23 Sep 2020 byTristan Manalac
Beta-blockers, ACEI/ARBs improve survival in revascularized AMI patients

Both beta-blockers (BBs) and angiotensin converting enzyme inhibitors/angiotensin receptor blockers (ACEI/ARBs) reduce mortality risk in patients with acute myocardial infarction (AMI) managed with revascularization, according to a recent Singapore study.

Moreover, combining both medication types seems to yield the best results, minimizing all-cause mortality and heart failure (HF) hospitalization.

“Our study findings conflict with that of other contemporary observation studies, highlighting continuing knowledge gaps in the appropriate use of BB and ACEI/ARB among patients with AMI in the current treatment era,” researchers said.

A total of 15,073 AMI patients (median age, 58 years; 83.2 percent male) were included in the present analysis, most of which had ST-elevation myocardial infarction (STEMI). All patients underwent in-hospital revascularization. More patients were on BB than ACEI/ARB medication (87.7 percent vs 74.2 percent); 66.8 percent were taking both, while <5 percent (n=742) were on neither medication. [Sci Rep 2020;10:15184]

Major adverse cardiovascular events (MACEs), defined as a composite of all-cause mortality and hospitalization for HF or MI, occurred in 11.1 percent (n=1,671) of patients at the 12-month follow-up.
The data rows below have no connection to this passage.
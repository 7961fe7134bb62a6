//! XML configuration support.
//! - Loads settings from config.xml (quick_xml).
//! - Creates a secure template if missing (unless DIRSWAP_CONFIG is set).
//!
//! Notes:
//! - This module only reads/writes the config file; path validation happens elsewhere.
//! - Unknown XML fields are a hard error to surface misconfigurations early.

use anyhow::{Context, Result, bail};
use quick_xml::de::from_str as from_xml_str;
use serde::Deserialize;
use std::env;
use std::fs;
use std::path::{Path, PathBuf};
use tracing::info;

use super::paths::{
    default_config_path, default_journal_path, default_log_path, path_has_symlink_ancestor,
};
use super::types::{Config, LogLevel};
use super::{
    CONFIG_ENV, COPY_BUFFER_DEFAULT, EXCLUDED_FOLDER_DEFAULT, ROOT_A_DEFAULT, ROOT_B_DEFAULT,
    SIZE_THRESHOLD_DEFAULT,
};
use crate::platform::{set_dir_mode_0700, set_file_mode_0600, write_file_atomic_0600};

/// Struct mirroring the XML config for deserialization.
#[derive(Debug, Deserialize)]
#[serde(rename = "config")]
#[serde(deny_unknown_fields)]
struct XmlConfig {
    root_a: Option<String>,
    root_b: Option<String>,
    #[serde(default, deserialize_with = "de_u64_trimmed_opt")]
    size_threshold_bytes: Option<u64>,
    excluded_folder: Option<String>,
    journal_file: Option<String>,
    #[serde(default, deserialize_with = "de_u64_trimmed_opt")]
    copy_buffer_bytes: Option<u64>,
    log_level: Option<String>,
    log_file: Option<String>,
}

/// Outcome of looking for the config file at startup.
#[derive(Debug)]
pub enum LoadResult {
    /// A config file was found and parsed.
    Loaded(Config, PathBuf),
    /// No file existed at the default location; a template was written there.
    CreatedTemplate(PathBuf),
}

// Trims surrounding whitespace for optional u64 values.
fn de_u64_trimmed_opt<'de, D>(deserializer: D) -> Result<Option<u64>, D::Error>
where
    D: serde::Deserializer<'de>,
{
    let opt: Option<String> = Option::deserialize(deserializer)?;
    match opt.as_deref().map(str::trim) {
        None | Some("") => Ok(None),
        Some(s) => s
            .parse::<u64>()
            .map(Some)
            .map_err(|e| serde::de::Error::custom(format!("invalid number '{s}': {e}"))),
    }
}

fn trimmed_path(s: Option<&str>) -> Option<PathBuf> {
    s.map(str::trim).filter(|t| !t.is_empty()).map(PathBuf::from)
}

// Map XmlConfig -> Config; unset fields keep their defaults.
fn xml_to_config(parsed: XmlConfig) -> Result<Config> {
    let mut cfg = Config::default();

    if let Some(p) = trimmed_path(parsed.root_a.as_deref()) {
        cfg.root_a = p;
    }
    if let Some(p) = trimmed_path(parsed.root_b.as_deref()) {
        cfg.root_b = p;
    }
    if let Some(n) = parsed.size_threshold_bytes {
        cfg.size_threshold = n;
    }
    if let Some(name) = parsed.excluded_folder.as_deref().map(str::trim) {
        cfg.excluded_folder = name.to_string();
    }
    if let Some(p) = trimmed_path(parsed.journal_file.as_deref()) {
        cfg.journal_path = p;
    }
    if let Some(n) = parsed.copy_buffer_bytes {
        cfg.copy_buffer_size = usize::try_from(n)
            .with_context(|| format!("copy_buffer_bytes {n} does not fit this platform"))?;
    }
    if let Some(s) = parsed.log_level.as_deref() {
        cfg.log_level = s
            .trim()
            .parse::<LogLevel>()
            .map_err(|e| anyhow::anyhow!(e))?;
    }
    // An empty <log_file/> keeps the default log path.
    if let Some(p) = trimmed_path(parsed.log_file.as_deref()) {
        cfg.log_file = Some(p);
    }
    Ok(cfg)
}

/// Load a Config from a specific XML file path.
pub fn load_config_from_xml_path(path: &Path) -> Result<Config> {
    let contents = fs::read_to_string(path)
        .with_context(|| format!("read config xml '{}'", path.display()))?;
    let parsed: XmlConfig = from_xml_str(&contents)
        .with_context(|| format!("parse config xml '{}'", path.display()))?;
    xml_to_config(parsed)
}

/// Locate and load the config file, creating a template at the default
/// location on first run.
///
/// - `DIRSWAP_CONFIG` set but file missing: error (never write to an explicit path).
/// - default location missing: template written, `CreatedTemplate` returned.
pub fn load_or_init() -> Result<LoadResult> {
    let explicit = env::var_os(CONFIG_ENV).is_some();
    let path = default_config_path()?;

    if !path.exists() {
        if explicit {
            bail!(
                "{CONFIG_ENV} points to '{}' which does not exist",
                path.display()
            );
        }
        create_template_config(&path)?;
        return Ok(LoadResult::CreatedTemplate(path));
    }

    let cfg = load_config_from_xml_path(&path)?;
    Ok(LoadResult::Loaded(cfg, path))
}

/// Create default template config file and parent directory (best-effort permissions).
pub fn create_template_config(path: &Path) -> Result<()> {
    if path_has_symlink_ancestor(path)? {
        bail!(
            "Refusing to create config: ancestor of {} is a symlink",
            path.display()
        );
    }

    if let Some(parent) = path.parent() {
        fs::create_dir_all(parent)?;
        let _ = set_dir_mode_0700(parent);
    }

    let suggested_log = default_log_path()
        .map(|p| p.display().to_string())
        .unwrap_or_else(|_| "/path/to/dirswap.log".into());
    let suggested_journal = default_journal_path()
        .map(|p| p.display().to_string())
        .unwrap_or_else(|_| "/path/to/move_journal.bin".into());

    let content = format!(
        "<!--\n  dirswap configuration (XML)\n\n    root_a                -> first install root (judged active when larger than the threshold)\n    root_b                -> second install root\n    size_threshold_bytes  -> root_a is active iff its size is strictly above this\n    excluded_folder       -> top-level folder name that is never relocated\n    journal_file          -> where the reversible move journal is stored\n    copy_buffer_bytes     -> transfer chunk size for copies (4096 .. 67108864)\n    log_level             -> quiet | normal | info | debug\n    log_file              -> path to log file (empty keeps the default)\n\n  CLI flags override XML values.\n-->\n<config>\n  <root_a>{}</root_a>\n  <root_b>{}</root_b>\n  <size_threshold_bytes>{}</size_threshold_bytes>\n  <excluded_folder>{}</excluded_folder>\n  <journal_file>{}</journal_file>\n  <copy_buffer_bytes>{}</copy_buffer_bytes>\n  <log_level>normal</log_level>\n  <log_file>{}</log_file>\n</config>\n",
        ROOT_A_DEFAULT,
        ROOT_B_DEFAULT,
        SIZE_THRESHOLD_DEFAULT,
        EXCLUDED_FOLDER_DEFAULT,
        suggested_journal,
        COPY_BUFFER_DEFAULT,
        suggested_log,
    );

    write_file_atomic_0600(path, content.as_bytes())?;
    let _ = set_file_mode_0600(path);

    info!("Created template config at {}", path.display());
    Ok(())
}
In terms of individual components, 4.0 percent were hospitalized for MI, 5.1 percent were admitted for HF, and 3.5 percent died.

Use of BBs at discharge significantly lowered the risk of the composite MACE endpoint (adjusted hazard ratio [HR], 0.80, 95 percent confidence interval [CI], 0.70–0.93) and all-cause mortality (adjusted HR, 0.69, 95 percent CI, 0.55–0.88).
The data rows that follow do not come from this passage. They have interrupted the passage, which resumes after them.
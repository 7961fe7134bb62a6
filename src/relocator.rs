//! Control-surface operations: measure, relocate forward, relocate backward.
//!
//! A `Relocator` owns a validated `Config` and runs each operation to
//! completion on the calling thread; `worker` moves these calls off the
//! control thread. Forward and backward hold the operation lock for the whole
//! "mutate tree + persist journal" region.

use tracing::{info, warn};

use crate::config::Config;
use crate::errors::{DirswapError, DirswapResult};
use crate::fs_ops::{
    Classification, MoveOptions, OperationLock, ReverseReport, classify, relocate_tree, restore,
};
use crate::journal::Journal;
use crate::resume;
use crate::shutdown;

/// Result of a completed forward relocation.
#[derive(Debug, Clone)]
pub struct ForwardReport {
    /// Classification that chose the source and target roots.
    pub classification: Classification,
    /// Records written to the journal.
    pub moved: usize,
    pub failed: usize,
    pub already_present: usize,
    /// Orphaned copy temps removed before the run.
    pub reconciled: usize,
}

#[derive(Debug, Clone)]
pub struct Relocator {
    config: Config,
    stop_check: fn() -> bool,
}

impl Relocator {
    /// Build a relocator that stops between entries when Ctrl-C was pressed.
    pub fn new(config: Config) -> Self {
        Self {
            config,
            stop_check: shutdown::is_requested,
        }
    }

    /// Replace the cancellation check (polled before each top-level entry).
    pub fn with_stop_check(mut self, stop_check: fn() -> bool) -> Self {
        self.stop_check = stop_check;
        self
    }

    pub fn config(&self) -> &Config {
        &self.config
    }

    fn journal(&self) -> Journal {
        Journal::new(&self.config.journal_path)
    }

    fn move_options(&self) -> MoveOptions {
        MoveOptions {
            buffer_size: self.config.copy_buffer_size,
            allow_rename: true,
        }
    }

    /// `measureSizes`: sizes of both roots and which one is active.
    pub fn measure_sizes(&self) -> Classification {
        classify(
            &self.config.root_a,
            &self.config.root_b,
            self.config.size_threshold,
        )
    }

    /// `relocateForward`: move the active root's entries into the inactive root
    /// and persist the journal (replacing any previous one).
    pub fn relocate_forward(&self) -> DirswapResult<ForwardReport> {
        let _lock = OperationLock::acquire(&self.config.journal_path)?;
        let reconciled = resume::reconcile(&[self.config.root_a.as_path(), self.config.root_b.as_path()]);

        let classification = self.measure_sizes();
        let source = classification.active_path();
        let target = classification.inactive_path();
        info!(
            source = %source.display(),
            target = %target.display(),
            "starting forward relocation"
        );

        let run = relocate_tree(
            source,
            target,
            &self.config.excluded_folder,
            &self.move_options(),
            self.stop_check,
        )?;
        self.journal().write(&run.records)?;

        if run.interrupted {
            warn!(moved = run.records.len(), "forward relocation interrupted");
            return Err(DirswapError::Interrupted);
        }
        Ok(ForwardReport {
            moved: run.records.len(),
            failed: run.failed,
            already_present: run.already_present,
            reconciled,
            classification,
        })
    }

    /// `relocateBackward`: replay the journal, moving every entry back.
    ///
    /// Fails with `MissingJournal` when there is nothing to undo. Records that
    /// could not be restored stay in the journal; otherwise it is cleared.
    pub fn relocate_backward(&self) -> DirswapResult<ReverseReport> {
        let _lock = OperationLock::acquire(&self.config.journal_path)?;
        let journal = self.journal();
        let records = journal
            .read()?
            .ok_or_else(|| DirswapError::MissingJournal(journal.path().to_path_buf()))?;
        info!(records = records.len(), "starting reverse relocation");

        let reconciled = resume::reconcile(&[self.config.root_a.as_path(), self.config.root_b.as_path()]);
        if reconciled > 0 {
            info!(reconciled, "removed orphaned copy temps");
        }

        let report = restore(&records, &self.move_options(), self.stop_check);
        if report.unrecovered.is_empty() {
            journal.clear()?;
        } else {
            warn!(
                unrecovered = report.unrecovered.len(),
                "some entries could not be restored; keeping them in the journal"
            );
            journal.write(&report.unrecovered)?;
        }
        Ok(report)
    }
}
In comparison, ACEI/ARB use lowered the likelihood of all-cause mortality (adjusted HR, 0.80, 95 percent CI, 0.66–0.98) and HF hospitalization (adjusted HR, 0.80, 95 percent CI, 0.68–0.95). Neither medication eased the risk of MI hospitalization.

Notably, taking both BBs and ACEI/ARBs had the strongest effect in reducing the risk of the composite MACE outcome (adjusted HR, 0.70, 95 percent CI, 0.57–0.86), as well as its all-cause mortality (adjusted HR, 0.55, 95 percent CI, 0.40–0.77) and HF hospitalization (adjusted HR, 0.64, 95 percent CI, 0.48–0.86) components. This analysis used the subgroup of patients who took neither medication as reference.

“Our study represents a contemporary national registry with high standards of background care in pharmacotherapy,” the researchers said. “In addition, 24-hour nationwide primary percutaneous coronary intervention has been the standard of care for STEMI in Singapore since 2007.”

“To our knowledge, our cohort is the largest registry of AMI who underwent in-hospital revascularization that study the association of BB and ACEI/ARB with MACE, allowing robust subgroup comparisons,” they added.

Nevertheless, the present findings show some degree of departure from the current literature, the researchers said. Although trials in the past have shown that ACEI/ARBs may protect against adverse outcomes in AMI patients, more contemporary observational studies have found the drug class to be of no particular benefit.

“While randomized trials of BB are ongoing in contemporarily managed AMI populations, we propose that the role ACEI/ARB treatment also be re-examined in randomized trials of patients with AMI who undergo early revascularization and are already receiving high levels of dual antiplatelet and lipid-lowering therapy,” they said.